Поезд снова тронулся и я решил наконец-то подремать. Ехать мне оставалось еще около часа, так что я решил использовать время с пользой для себя. Благо, для этого маршрута нужная станция была конечной, так что проспать я ее не мог.

Меня разбудили. Конечная. Я вышел на станцию и перешел на другую платформу. Ждать пришлось недолго. В этот раз я не обратил внимания на людей в вагоне, так как все оно было поглощено природой. Я как будто въезжал в другой мир, иррациональный для человека, но прекрасный. Мне не было там места, а жаль. Этот отрезок пути был гораздо короче, я чуть не проехал свою станцию. Из всего состава я вышел один. Никто меня не встретил.
На платформе царило запустение, редко кто приезжал сюда. Скорбная глушь, все поросло сорными травами выше моего роста. Штукатурка облупилась, все железное давно покрылось ржавыми струпьями.  Я заметил тропинку и пошел по ней. Как только моя нога ступила на нее, мне показалось, будто я пересек некую границу... Странное ощущение.
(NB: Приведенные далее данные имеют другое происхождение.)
// Async HTTP client for the HAProxy Data Plane API (v3).
//
// Base path: /v3/services/haproxy/
// Auth: HTTP Basic on every request
//
// Configuration objects are addressed generically through `ConfigObject`;
// transactions and the configuration version have dedicated methods.

use reqwest::Method;
use serde::de::DeserializeOwned;
use tracing::debug;
use url::Url;

use crate::auth::Credentials;
use crate::error::Error;
use crate::models::{ItemBody, ListBody};
use crate::objects::{ConfigObject, Scope};
use crate::transaction::Transaction;
use crate::transport::TransportConfig;

const SERVICE_ROOT: &str = "/v3/services/haproxy";
const TRANSACTION_PARAM: &str = "transaction_id";

// ── Error response shape from the Data Plane API ─────────────────────

#[derive(serde::Deserialize)]
struct ErrorResponse {
    #[serde(default)]
    message: Option<String>,
    #[serde(default)]
    code: Option<i64>,
}

// ── Client ───────────────────────────────────────────────────────────

/// Async client for the HAProxy Data Plane API.
///
/// Every call is a single request/response pair. Mutations accept an
/// optional transaction id; when given, the change is staged in that
/// transaction rather than applied.
pub struct DataplaneClient {
    http: reqwest::Client,
    base_url: Url,
    credentials: Credentials,
}

impl DataplaneClient {
    // ── Constructors ─────────────────────────────────────────────────

    /// Build from a base URL, credentials, and transport config.
    ///
    /// `base_url` may be the bare endpoint (`https://lb:5555`) or already
    /// include the `/v3/services/haproxy` service root.
    pub fn new(
        base_url: &str,
        credentials: Credentials,
        transport: &TransportConfig,
    ) -> Result<Self, Error> {
        let http = transport.build_client()?;
        Self::from_reqwest(base_url, http, credentials)
    }

    /// Wrap an existing `reqwest::Client`.
    pub fn from_reqwest(
        base_url: &str,
        http: reqwest::Client,
        credentials: Credentials,
    ) -> Result<Self, Error> {
        let base_url = Self::normalize_base_url(base_url)?;
        Ok(Self {
            http,
            base_url,
            credentials,
        })
    }

    /// Ensure the base URL ends with `/v3/services/haproxy/`.
    fn normalize_base_url(raw: &str) -> Result<Url, Error> {
        let mut url = Url::parse(raw)?;
        let path = url.path().trim_end_matches('/').to_owned();

        if path.ends_with(SERVICE_ROOT) {
            url.set_path(&format!("{path}/"));
        } else {
            url.set_path(&format!("{path}{SERVICE_ROOT}/"));
        }

        Ok(url)
    }

    /// The normalized service root URL.
    pub fn base_url(&self) -> &Url {
        &self.base_url
    }

    // ── URL builder ──────────────────────────────────────────────────

    /// Append percent-encoded path segments to the service root.
    fn url<S: AsRef<str>>(&self, segments: &[S]) -> Result<Url, Error> {
        let mut url = self.base_url.clone();
        url.path_segments_mut()
            .map_err(|()| Error::InvalidUrl(url::ParseError::RelativeUrlWithCannotBeABaseBase))?
            .pop_if_empty()
            .extend(segments.iter().map(|s| s.as_ref()));
        Ok(url)
    }

    fn object_url<T: ConfigObject>(&self, scope: Scope<'_>, name: Option<&str>) -> Result<Url, Error> {
        let mut segments = T::KIND.collection_segments(scope)?;
        if let Some(name) = name {
            segments.push(name.to_owned());
        }
        self.url(&segments)
    }

    // ── HTTP verbs ───────────────────────────────────────────────────

    async fn send(
        &self,
        method: Method,
        url: Url,
        query: &[(&str, String)],
        body: Option<&serde_json::Value>,
    ) -> Result<reqwest::Response, Error> {
        debug!("{method} {url} params={query:?}");

        let mut request = self.credentials.apply(self.http.request(method, url));
        if !query.is_empty() {
            request = request.query(query);
        }
        if let Some(body) = body {
            request = request.json(body);
        }
        Ok(request.send().await?)
    }

    // ── Response handling ────────────────────────────────────────────

    async fn handle_response<T: DeserializeOwned>(resp: reqwest::Response) -> Result<T, Error> {
        let status = resp.status();
        if status.is_success() {
            let body = resp.text().await?;
            serde_json::from_str(&body).map_err(|e| {
                let preview: String = body.chars().take(200).collect();
                Error::Deserialization {
                    message: format!("{e} (body preview: {preview:?})"),
                    body,
                }
            })
        } else {
            Err(Self::parse_error(status, resp).await)
        }
    }

    async fn handle_empty(resp: reqwest::Response) -> Result<(), Error> {
        let status = resp.status();
        if status.is_success() {
            Ok(())
        } else {
            Err(Self::parse_error(status, resp).await)
        }
    }

    async fn parse_error(status: reqwest::StatusCode, resp: reqwest::Response) -> Error {
        if status == reqwest::StatusCode::UNAUTHORIZED {
            return Error::Authentication {
                message: "Data Plane API rejected the configured credentials".into(),
            };
        }

        let raw = resp.text().await.unwrap_or_default();

        if let Ok(err) = serde_json::from_str::<ErrorResponse>(&raw) {
            Error::Api {
                status: status.as_u16(),
                message: err.message.unwrap_or_else(|| status.to_string()),
                code: err.code,
            }
        } else {
            Error::Api {
                status: status.as_u16(),
                message: if raw.is_empty() {
                    status.to_string()
                } else {
                    raw
                },
                code: None,
            }
        }
    }

    fn transaction_query(transaction: Option<&str>) -> Vec<(&'static str, String)> {
        transaction
            .map(|id| vec![(TRANSACTION_PARAM, id.to_owned())])
            .unwrap_or_default()
    }

    // ━━ Public API ━━━━━━━━━━━━━━━━━━━━━━━━━━━━━━━━━━━━━━━━━━━━━━━━━━

    // ── Configuration version ────────────────────────────────────────

    /// Current configuration version. Required to open a transaction.
    ///
    /// `GET configuration/version` returns a bare integer as text.
    pub async fn configuration_version(&self) -> Result<i64, Error> {
        let url = self.url(&["configuration", "version"])?;
        let resp = self.send(Method::GET, url, &[], None).await?;

        let status = resp.status();
        if !status.is_success() {
            return Err(Self::parse_error(status, resp).await);
        }

        let raw = resp.text().await?;
        raw.trim()
            .parse()
            .map_err(|_| Error::InvalidVersion { raw })
    }

    // ── Transactions ─────────────────────────────────────────────────

    /// Open a transaction against `version`.
    ///
    /// A stale version is rejected by the Data Plane with HTTP 409, which
    /// surfaces as [`Error::VersionConflict`]; re-read the version and retry.
    pub async fn begin_transaction(&self, version: i64) -> Result<Transaction, Error> {
        let url = self.url(&["transactions"])?;
        let resp = self
            .send(
                Method::POST,
                url,
                &[("version", version.to_string())],
                None,
            )
            .await?;

        Self::handle_response(resp).await.map_err(|err| match err {
            Error::Api {
                status: 409,
                message,
                ..
            } => Error::VersionConflict { version, message },
            other => other,
        })
    }

    /// Atomically apply every change staged in the transaction.
    pub async fn commit_transaction(&self, id: &str) -> Result<(), Error> {
        let url = self.url(&["transactions", id])?;
        let resp = self.send(Method::PUT, url, &[], None).await?;
        Self::handle_empty(resp).await
    }

    /// Discard the transaction and everything staged in it.
    pub async fn close_transaction(&self, id: &str) -> Result<(), Error> {
        let url = self.url(&["transactions", id])?;
        let resp = self.send(Method::DELETE, url, &[], None).await?;
        Self::handle_empty(resp).await
    }

    // ── Configuration objects ────────────────────────────────────────

    /// List every object of kind `T` in `scope`.
    ///
    /// With a transaction id, the listing reflects changes staged in it.
    pub async fn list<T: ConfigObject>(
        &self,
        scope: Scope<'_>,
        transaction: Option<&str>,
    ) -> Result<Vec<T>, Error> {
        let url = self.object_url::<T>(scope, None)?;
        let resp = self
            .send(Method::GET, url, &Self::transaction_query(transaction), None)
            .await?;
        let body: ListBody<T> = Self::handle_response(resp).await?;
        Ok(body.into_items())
    }

    /// Fetch a single object of kind `T` by name.
    pub async fn get<T: ConfigObject>(
        &self,
        scope: Scope<'_>,
        name: &str,
        transaction: Option<&str>,
    ) -> Result<T, Error> {
        let url = self.object_url::<T>(scope, Some(name))?;
        let resp = self
            .send(Method::GET, url, &Self::transaction_query(transaction), None)
            .await?;
        let body: ItemBody<T> = Self::handle_response(resp).await?;
        Ok(body.into_item())
    }

    /// Create `object` in `scope`.
    pub async fn create<T: ConfigObject>(
        &self,
        scope: Scope<'_>,
        object: &T,
        transaction: Option<&str>,
    ) -> Result<(), Error> {
        let url = self.object_url::<T>(scope, None)?;
        let body = serde_json::to_value(object).map_err(|e| Error::Deserialization {
            message: format!("failed to encode {}: {e}", T::KIND),
            body: String::new(),
        })?;
        let resp = self
            .send(
                Method::POST,
                url,
                &Self::transaction_query(transaction),
                Some(&body),
            )
            .await?;
        Self::handle_empty(resp).await
    }

    /// Delete the object of kind `T` named `name` from `scope`.
    pub async fn delete<T: ConfigObject>(
        &self,
        scope: Scope<'_>,
        name: &str,
        transaction: Option<&str>,
    ) -> Result<(), Error> {
        let url = self.object_url::<T>(scope, Some(name))?;
        let resp = self
            .send(
                Method::DELETE,
                url,
                &Self::transaction_query(transaction),
                None,
            )
            .await?;
        Self::handle_empty(resp).await
    }
}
Надо чаще выбираться из душных стен столицы.
Идти мне пришлось не очень долго, и вскоре я вышел на свободную местность, где увидел нужное мне поселение. Складывалось впечатление, что оно тут единственное на многие километры. На фоне сгорбленных сараев и изъеденных временем изб выделялся белый двухэтажный коттедж с красной крышей. Видимо, это и был тот самый «замок». Он выглядел лучше своих более древних деревянных собратьев, похороненных в бурьяне.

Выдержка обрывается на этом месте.